Days after giving Carol Bartz the pink slip, Yahoo’s board of directors is focused on deciding whether the company should be sold, not on finding a new CEO, according to a report on Saturday in The Wall Street Journal.
Before starting a search for Bartz’s replacement, Yahoo’s board wants to determine whether the correct strategy for the company is to remain independent or be sold whole or in parts, the Journal reported, quoting anonymous sources.
Yahoo has yet to retain an executive search firm, and instead has instructed a board committee to conduct a review into whether Yahoo should be sold or not, according to the article. Allen & Co. and UBS Investment Bank will assist Yahoo with this review, the Journal said.
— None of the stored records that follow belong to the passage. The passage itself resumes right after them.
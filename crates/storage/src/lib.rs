//! Persistent pool layer for pmstore
//!
//! This crate implements the pool primitive the engine is built on:
//! - PersistentPool: fixed-capacity, file-backed object arena with a root table
//! - Transaction: all-or-nothing staging of allocations, writes and frees
//! - format: the checksummed pool image written on every commit
//!
//! Objects are stored as `bincode`-encoded `serde` values and addressed by
//! stable [`ObjectId`](pmstore_core::ObjectId)s, so pointer fields in
//! persistent structures are plain ids into the owning pool.

#![warn(missing_docs)]
#![warn(clippy::all)]

pub mod error;
pub mod format;
pub mod pool;
pub mod transaction;

pub use error::{PoolError, PoolResult};
pub use pool::{PersistentPool, PoolOptions, SCRATCH_SUFFIX};
pub use transaction::Transaction;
Since Bartz was fired on Tuesday, other anonymously-sourced reports in various media outlets have speculated that co-founder and former CEO Jerry Yang wants to buy the company and is trying to round up investors to back him up, and that AOL and Yahoo are in talks over a possible merger.
Bartz stepped in as CEO in January 2009 and implemented a major corporate restructuring to make the company more agile, a big technology upgrade for its advertising and publishing systems, and a streamlining of the company’s products and services.
However, Bartz came under fire this year for a series of missteps. Early in the year, Bartz acknowledged that the 10-year, wide-ranging search technology and advertising partnership she brokered in 2009 with Microsoft wasn’t yielding the expected revenue stream, a problem that persists.
Then, in May, Yahoo got embroiled in a months-long tussle with Alibaba Group, after the latter spun off its online payments unit. Yahoo, which owns 43 percent of Alibaba Group, claimed it wasn’t informed about the deal, while Alibaba Group, which manages Yahoo’s brand and services in China, said the opposite. The spat was resolved in July.
Bartz also was criticized for an unexpected and significant slowdown in Yahoo’s display ad business which started in the second quarter and was expected to continue through the third quarter.
Overall under Bartz, Yahoo didn’t experience a financial turnaround. On her last day as CEO, Yahoo’s stock price closed at $12.91, slightly up from the $12.10 per share at which it closed on Jan. 13, 2009, her first day as CEO.
CFO Tim Morse has been named interim CEO. Bartz had replaced Yang, who in turn took over from Terry Semel, who served as CEO from 2001 until 2007.